**Task to complete**
Please write out, exactly as they appear, the line containing "limit: 1024, .." and every line after it to the end of the records, and nothing more.

(Information)

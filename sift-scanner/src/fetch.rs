use crate::error::{Result, ScanError};
use async_trait::async_trait;
use encoding_rs::{Encoding, UTF_8};
use reqwest::Client;
use reqwest::header::CONTENT_TYPE;
use serde::{Deserialize, Serialize};
use std::time::Duration;
use tracing::debug;

pub const DEFAULT_FETCH_TIMEOUT_SECS: u64 = 5;
pub const DEFAULT_MAX_BODY_BYTES: usize = 3 * 1024 * 1024;
pub const DEFAULT_MAX_REDIRECTS: usize = 5;
pub const DEFAULT_USER_AGENT: &str = "Mozilla/5.0 (Windows NT 10.0; Win64; x64) AppleWebKit/537.36 \
     (KHTML, like Gecko) Chrome/131.0.0.0 Safari/537.36";

/// Page fetch collaborator.
///
/// Implementations own their timeout and size policy and must report every
/// failure as an empty string.
#[async_trait]
pub trait Fetch: Send + Sync {
    async fn fetch(&self, url: &str) -> String;
}

#[derive(Debug, Clone, PartialEq, Serialize, Deserialize)]
pub struct FetchConfig {
    #[serde(default = "default_timeout_secs")]
    pub timeout_secs: u64,
    #[serde(default = "default_max_body_bytes")]
    pub max_body_bytes: usize,
    #[serde(default = "default_max_redirects")]
    pub max_redirects: usize,
    #[serde(default = "default_user_agent")]
    pub user_agent: String,
}

fn default_timeout_secs() -> u64 {
    DEFAULT_FETCH_TIMEOUT_SECS
}

fn default_max_body_bytes() -> usize {
    DEFAULT_MAX_BODY_BYTES
}

fn default_max_redirects() -> usize {
    DEFAULT_MAX_REDIRECTS
}

fn default_user_agent() -> String {
    DEFAULT_USER_AGENT.to_string()
}

impl Default for FetchConfig {
    fn default() -> Self {
        Self {
            timeout_secs: default_timeout_secs(),
            max_body_bytes: default_max_body_bytes(),
            max_redirects: default_max_redirects(),
            user_agent: default_user_agent(),
        }
    }
}

/// `Fetch` over a pooled reqwest client.
pub struct HttpFetcher {
    client: Client,
    max_body_bytes: usize,
}

impl HttpFetcher {
    pub fn new() -> Result<Self> {
        Self::with_config(&FetchConfig::default())
    }

    pub fn with_config(config: &FetchConfig) -> Result<Self> {
        let timeout = Duration::from_secs(config.timeout_secs.max(1));
        let client = Client::builder()
            .user_agent(config.user_agent.clone())
            .timeout(timeout)
            .connect_timeout(timeout)
            .pool_max_idle_per_host(10)
            .pool_idle_timeout(Duration::from_secs(90))
            .redirect(reqwest::redirect::Policy::limited(config.max_redirects))
            .build()?;

        Ok(Self {
            client,
            max_body_bytes: config.max_body_bytes,
        })
    }

    /// Fetch the body of `url`, enforcing status and size limits.
    pub async fn try_fetch(&self, url: &str) -> Result<String> {
        let mut response = self.client.get(url).send().await?;

        let status = response.status();
        if !status.is_success() {
            return Err(ScanError::Status {
                url: url.to_string(),
                status: status.as_u16(),
            });
        }

        let too_large = || ScanError::BodyTooLarge {
            url: url.to_string(),
            limit: self.max_body_bytes,
        };

        if let Some(declared) = response.content_length()
            && declared > self.max_body_bytes as u64
        {
            return Err(too_large());
        }

        let charset = response
            .headers()
            .get(CONTENT_TYPE)
            .and_then(|value| value.to_str().ok())
            .and_then(charset_label)
            .map(str::to_string);

        // Content-Length can be absent or wrong, so count what actually arrives
        let mut body: Vec<u8> = Vec::new();
        while let Some(chunk) = response.chunk().await? {
            if body.len() + chunk.len() > self.max_body_bytes {
                return Err(too_large());
            }
            body.extend_from_slice(&chunk);
        }

        Ok(decode_body(&body, charset.as_deref()))
    }
}

/// The `charset` parameter of a `Content-Type` value, if any.
pub fn charset_label(content_type: &str) -> Option<&str> {
    content_type.split(';').skip(1).find_map(|param| {
        let (name, value) = param.split_once('=')?;
        name.trim()
            .eq_ignore_ascii_case("charset")
            .then(|| value.trim().trim_matches('"'))
    })
}

/// Decode `bytes` in the labelled encoding. Unknown or missing labels fall
/// back to UTF-8; a byte order mark wins over the label.
pub fn decode_body(bytes: &[u8], label: Option<&str>) -> String {
    let encoding = label
        .and_then(|label| Encoding::for_label(label.as_bytes()))
        .unwrap_or(UTF_8);
    let (text, _, _) = encoding.decode(bytes);
    text.into_owned()
}

#[async_trait]
impl Fetch for HttpFetcher {
    async fn fetch(&self, url: &str) -> String {
        match self.try_fetch(url).await {
            Ok(body) => body,
            Err(e) => {
                debug!("Fetch failed for {}: {}", url, e);
                String::new()
            }
        }
    }
}

#[cfg(test)]
mod tests {
    use super::*;
    use crate::page::Page;
    use crate::score::KeywordScorer;
    use wiremock::{
        Mock, MockServer, ResponseTemplate,
        matchers::{method, path},
    };

    async fn serve(mock_server: &MockServer, route: &str, template: ResponseTemplate) {
        Mock::given(method("GET"))
            .and(path(route))
            .respond_with(template)
            .mount(mock_server)
            .await;
    }

    #[tokio::test]
    async fn test_fetch_returns_body() {
        let mock_server = MockServer::start().await;
        serve(
            &mock_server,
            "/page",
            ResponseTemplate::new(200)
                .insert_header("content-type", "text/html")
                .set_body_string("<html><body>machine learning</body></html>"),
        )
        .await;

        let fetcher = HttpFetcher::new().unwrap();
        let body = fetcher.fetch(&format!("{}/page", mock_server.uri())).await;
        assert!(body.contains("machine learning"));
    }

    #[tokio::test]
    async fn test_body_is_decoded_with_declared_charset() {
        let mock_server = MockServer::start().await;
        let (big5, _, _) = encoding_rs::BIG5.encode("機器人 robot");
        serve(
            &mock_server,
            "/big5",
            ResponseTemplate::new(200)
                .set_body_raw(big5.into_owned(), "text/plain; charset=big5"),
        )
        .await;

        let fetcher = HttpFetcher::new().unwrap();
        let url = format!("{}/big5", mock_server.uri());
        let body = fetcher.fetch(&url).await;
        assert_eq!(body, "機器人 robot");

        let page = Page::fetched(&url, body, &KeywordScorer::default(), "robot 機器人");
        assert_eq!(page.user_count(), 2);
    }

    #[test]
    fn test_charset_label() {
        assert_eq!(charset_label("text/html; charset=Shift_JIS"), Some("Shift_JIS"));
        assert_eq!(charset_label("text/html;charset=\"gbk\""), Some("gbk"));
        assert_eq!(charset_label("text/html; boundary=x; Charset=big5"), Some("big5"));
        assert_eq!(charset_label("text/html"), None);
    }

    #[test]
    fn test_unknown_charset_falls_back_to_utf8() {
        assert_eq!(decode_body("café".as_bytes(), Some("no-such-charset")), "café");
        assert_eq!(decode_body("café".as_bytes(), None), "café");
    }

    #[tokio::test]
    async fn test_non_success_status_is_empty() {
        let mock_server = MockServer::start().await;
        serve(
            &mock_server,
            "/missing",
            ResponseTemplate::new(404).set_body_string("not found"),
        )
        .await;

        let fetcher = HttpFetcher::new().unwrap();
        let url = format!("{}/missing", mock_server.uri());
        assert!(matches!(
            fetcher.try_fetch(&url).await,
            Err(ScanError::Status { status: 404, .. })
        ));
        assert_eq!(fetcher.fetch(&url).await, "");
    }

    #[tokio::test]
    async fn test_oversized_body_is_empty() {
        let mock_server = MockServer::start().await;
        serve(
            &mock_server,
            "/big",
            ResponseTemplate::new(200).set_body_string("x".repeat(4096)),
        )
        .await;

        let config = FetchConfig {
            max_body_bytes: 1024,
            ..Default::default()
        };
        let fetcher = HttpFetcher::with_config(&config).unwrap();
        let url = format!("{}/big", mock_server.uri());
        assert!(matches!(
            fetcher.try_fetch(&url).await,
            Err(ScanError::BodyTooLarge { limit: 1024, .. })
        ));
        assert_eq!(fetcher.fetch(&url).await, "");
    }

    #[tokio::test]
    async fn test_slow_response_times_out_to_empty() {
        let mock_server = MockServer::start().await;
        serve(
            &mock_server,
            "/slow",
            ResponseTemplate::new(200)
                .set_body_string("late")
                .set_delay(Duration::from_secs(3)),
        )
        .await;

        let config = FetchConfig {
            timeout_secs: 1,
            ..Default::default()
        };
        let fetcher = HttpFetcher::with_config(&config).unwrap();
        assert_eq!(fetcher.fetch(&format!("{}/slow", mock_server.uri())).await, "");
    }

    #[tokio::test]
    async fn test_unreachable_host_is_empty() {
        let fetcher = HttpFetcher::new().unwrap();
        assert_eq!(fetcher.fetch("not a url").await, "");
    }
}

(End Information)

**Task result**
            Err(ScanError::BodyTooLarge { limit: 1024, .. })
        ));
        assert_eq!(fetcher.fetch(&url).await, "");
    }

    #[tokio::test]
    async fn test_slow_response_times_out_to_empty() {
        let mock_server = MockServer::start().await;
        serve(
            &mock_server,
            "/slow",
            ResponseTemplate::new(200)
                .set_body_string("late")
                .set_delay(Duration::from_secs(3)),
        )
        .await;

        let config = FetchConfig {
            timeout_secs: 1,
            ..Default::default()
        };
        let fetcher = HttpFetcher::with_config(&config).unwrap();
        assert_eq!(fetcher.fetch(&format!("{}/slow", mock_server.uri())).await, "");
    }

    #[tokio::test]
    async fn test_unreachable_host_is_empty() {
        let fetcher = HttpFetcher::new().unwrap();
        assert_eq!(fetcher.fetch("not a url").await, "");
    }
}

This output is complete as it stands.